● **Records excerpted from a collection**
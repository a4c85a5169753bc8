// # Zone Gateway Trait
//
// Defines the typed request/response boundary to a remote DNS API.
//
// ## Implementations
//
// - Hetzner DNS: `dnsync-provider-hetzner` crate
//
// ## Usage
//
// ```rust,ignore
// use dnsync_core::ZoneGateway;
//
// #[tokio::main]
// async fn main() -> anyhow::Result<()> {
//     let gateway = /* ZoneGateway implementation */;
//
//     for zone in gateway.list_zones().await? {
//         let records = gateway.list_records(&zone.id).await?;
//         println!("{}: {} record(s)", zone.name, records.len());
//     }
//
//     Ok(())
// }
// ```

use async_trait::async_trait;
use chrono::{DateTime, Utc};

/// An authoritative DNS namespace hosted by the provider
#[derive(Debug, Clone, PartialEq, Eq)]
pub struct Zone {
    /// Provider-assigned zone ID
    pub id: String,
    /// Zone name (e.g., "example.com")
    pub name: String,
}

impl Zone {
    pub fn new(id: impl Into<String>, name: impl Into<String>) -> Self {
        Self {
            id: id.into(),
            name: name.into(),
        }
    }
}

/// A record as the provider stores it
///
/// `name` is zone-relative; `"@"` denotes the zone apex. The record `id` is
/// the only handle the provider accepts for deletion.
#[derive(Debug, Clone, PartialEq, Eq)]
pub struct ProviderRecord {
    /// Provider-assigned record ID
    pub id: String,
    /// ID of the owning zone
    pub zone_id: String,
    /// Record type (e.g., "A")
    pub record_type: String,
    /// Zone-relative name
    pub name: String,
    /// Record value
    pub value: String,
    /// TTL in seconds; `None` inherits the zone default
    pub ttl: Option<u32>,
    /// Creation timestamp, if reported
    pub created: Option<DateTime<Utc>>,
    /// Last modification timestamp, if reported
    pub modified: Option<DateTime<Utc>>,
}

/// Request payload for creating a single record
#[derive(Debug, Clone, PartialEq, Eq)]
pub struct NewRecord {
    /// ID of the zone to create the record in
    pub zone_id: String,
    /// Record type
    pub record_type: String,
    /// Zone-relative name ("@" for the apex)
    pub name: String,
    /// Record value
    pub value: String,
    /// TTL in seconds; omitted from the request when `None`
    pub ttl: Option<u32>,
}

/// Trait for DNS API gateways
///
/// A gateway is pure transport plus (de)serialization. It holds the
/// credential it was constructed with and nothing else: no caching, no
/// retries, no reconciliation logic.
///
/// # Errors
///
/// - `Error::Transport`: connection failure or timeout
/// - `Error::Protocol`: unexpected status or undecodable body
/// - `Error::NotFound`: the referenced zone or record does not exist
/// - `Error::Authentication` / `Error::RateLimited`: as reported by the API
#[async_trait]
pub trait ZoneGateway: Send + Sync {
    /// List every zone visible to the credential, following pagination
    async fn list_zones(&self) -> Result<Vec<Zone>, crate::Error>;

    /// List every record of a zone, following pagination
    ///
    /// # Parameters
    ///
    /// - `zone_id`: The zone ID as returned by [`ZoneGateway::list_zones`]
    async fn list_records(&self, zone_id: &str) -> Result<Vec<ProviderRecord>, crate::Error>;

    /// Create exactly one record
    ///
    /// # Returns
    ///
    /// The created record, including the ID the provider assigned to it
    async fn create_record(&self, record: &NewRecord) -> Result<ProviderRecord, crate::Error>;

    /// Delete exactly one record by its ID
    ///
    /// Fails with `Error::NotFound` if the ID no longer exists.
    async fn delete_record(&self, record_id: &str) -> Result<(), crate::Error>;

    /// Get the gateway name (for logging/debugging)
    fn gateway_name(&self) -> &'static str;
}
//! Current-state snapshot and record lookup index
//!
//! A reconciliation pass starts by reading every zone and every record from
//! the gateway into a [`Snapshot`]. Both the read path and the change planner
//! work off that snapshot, so both see names normalized by the same rule:
//!
//! ```text
//! relative "@"   in zone example.com  ->  example.com
//! relative "www" in zone example.com  ->  www.example.com
//! ```
//!
//! Nothing here is cached between passes.

use crate::endpoint::{Endpoint, is_supported_record_type};
use crate::error::{Error, Result};
use crate::traits::{ProviderRecord, Zone, ZoneGateway};
use std::collections::HashMap;
use tracing::{debug, trace};

/// Relative name the provider uses for the zone apex
pub const APEX: &str = "@";

/// Build the fully-qualified name of a zone-relative record name
///
/// An empty relative name is treated like `"@"`.
pub fn fqdn(zone: &Zone, relative_name: &str) -> String {
    if relative_name == APEX || relative_name.is_empty() {
        zone.name.clone()
    } else {
        format!("{}.{}", relative_name, zone.name)
    }
}

/// Canonical comparison form of a DNS name: lowercase, no trailing dot
pub fn canonical_name(name: &str) -> String {
    name.trim_end_matches('.').to_ascii_lowercase()
}

/// Whether `dns_name` lies inside `zone_name` (or is its apex)
pub fn in_zone(zone_name: &str, dns_name: &str) -> bool {
    let zone = canonical_name(zone_name);
    let name = canonical_name(dns_name);
    name == zone || name.ends_with(&format!(".{}", zone))
}

/// Convert a fully-qualified name into the zone-relative form the API expects
///
/// Returns `None` if the name is not inside the zone.
pub fn relative_name(zone: &Zone, dns_name: &str) -> Option<String> {
    if !in_zone(&zone.name, dns_name) {
        return None;
    }

    let zone_len = canonical_name(&zone.name).len();
    let name = dns_name.trim_end_matches('.');
    if name.len() == zone_len {
        return Some(APEX.to_string());
    }

    // Strip ".<zone>" keeping the caller's casing of the leading labels
    Some(name[..name.len() - zone_len - 1].to_string())
}

/// Lookup key: (fully-qualified name, record type), compared canonically
#[derive(Debug, Clone, PartialEq, Eq, Hash)]
pub struct RecordKey {
    /// Canonical fully-qualified name
    pub name: String,
    /// Uppercase record type
    pub record_type: String,
}

impl RecordKey {
    pub fn new(name: &str, record_type: &str) -> Self {
        Self {
            name: canonical_name(name),
            record_type: record_type.to_ascii_uppercase(),
        }
    }
}

/// One zone's records as read during a pass
#[derive(Debug, Clone)]
pub struct ZoneSnapshot {
    pub zone: Zone,
    /// Supported-type records only
    pub records: Vec<ProviderRecord>,
}

/// Full current state of the provider, read fresh for one pass
#[derive(Debug, Clone, Default)]
pub struct Snapshot {
    pub zones: Vec<ZoneSnapshot>,
}

impl Snapshot {
    /// Read every zone and every supported record from the gateway
    ///
    /// Fails on the first listing error; a partial snapshot is never returned.
    pub async fn read(gateway: &dyn ZoneGateway) -> Result<Self> {
        let zones = gateway.list_zones().await?;
        debug!("Read {} zone(s) from {}", zones.len(), gateway.gateway_name());

        let mut snapshots = Vec::with_capacity(zones.len());
        for zone in zones {
            let listed = gateway.list_records(&zone.id).await?;
            let total = listed.len();

            let mut records = Vec::with_capacity(total);
            for mut record in listed {
                if !is_supported_record_type(&record.record_type) {
                    trace!(
                        "Skipping unsupported record type {} ({} in {})",
                        record.record_type, record.name, zone.name
                    );
                    continue;
                }

                if record.zone_id.is_empty() {
                    record.zone_id = zone.id.clone();
                } else if record.zone_id != zone.id {
                    return Err(Error::protocol(format!(
                        "Record {} listed under zone {} claims zone {}",
                        record.id, zone.id, record.zone_id
                    )));
                }

                records.push(record);
            }

            debug!(
                "Zone {}: {} record(s), {} of a supported type",
                zone.name,
                total,
                records.len()
            );
            snapshots.push(ZoneSnapshot { zone, records });
        }

        Ok(Self { zones: snapshots })
    }

    /// Every zone in the snapshot
    pub fn zones(&self) -> impl Iterator<Item = &Zone> {
        self.zones.iter().map(|z| &z.zone)
    }

    /// Every record paired with its fully-qualified name
    pub fn named_records(&self) -> impl Iterator<Item = (String, &ProviderRecord)> {
        self.zones.iter().flat_map(|z| {
            z.records
                .iter()
                .map(move |record| (fqdn(&z.zone, &record.name), record))
        })
    }

    /// The read-path view: one endpoint per record
    pub fn endpoints(&self) -> Vec<Endpoint> {
        self.named_records()
            .map(|(dns_name, record)| Endpoint {
                dns_name,
                record_type: record.record_type.clone(),
                targets: vec![record.value.clone()],
                ttl: record.ttl,
            })
            .collect()
    }
}

/// Lookup from (name, type) to the provider records holding that key
///
/// Keys are not assumed unique: a provider may hold several records with the
/// same name and type (round-robin A records, or a name reachable through
/// nested zones). Callers decide how to disambiguate.
#[derive(Debug, Clone, Default)]
pub struct RecordIndex {
    records: HashMap<RecordKey, Vec<ProviderRecord>>,
    zones: Vec<Zone>,
}

impl RecordIndex {
    /// Build the index from a snapshot
    pub fn build(snapshot: &Snapshot) -> Self {
        let mut records: HashMap<RecordKey, Vec<ProviderRecord>> = HashMap::new();
        for (name, record) in snapshot.named_records() {
            records
                .entry(RecordKey::new(&name, &record.record_type))
                .or_default()
                .push(record.clone());
        }

        Self {
            records,
            zones: snapshot.zones().cloned().collect(),
        }
    }

    /// Records stored under a name and type
    pub fn lookup(&self, dns_name: &str, record_type: &str) -> &[ProviderRecord] {
        self.records
            .get(&RecordKey::new(dns_name, record_type))
            .map(Vec::as_slice)
            .unwrap_or(&[])
    }

    /// Find the zone owning a DNS name by longest matching suffix
    ///
    /// With zones `example.com` and `sub.example.com`, the name
    /// `a.sub.example.com` belongs to `sub.example.com`.
    pub fn zone_for(&self, dns_name: &str) -> Option<&Zone> {
        self.zones
            .iter()
            .filter(|zone| in_zone(&zone.name, dns_name))
            .max_by_key(|zone| canonical_name(&zone.name).len())
    }

    /// Zones known to the index
    pub fn zones(&self) -> &[Zone] {
        &self.zones
    }

    /// Number of distinct keys
    pub fn len(&self) -> usize {
        self.records.len()
    }

    pub fn is_empty(&self) -> bool {
        self.records.is_empty()
    }
}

● **Exercise instructions**
Within the records, filter for lines that contain the word "listed" and show each one.

● **Completed exercise**
            let listed = gateway.list_records(&zone.id).await?;
            let total = listed.len();
            for mut record in listed {
                        "Record {} listed under zone {} claims zone {}",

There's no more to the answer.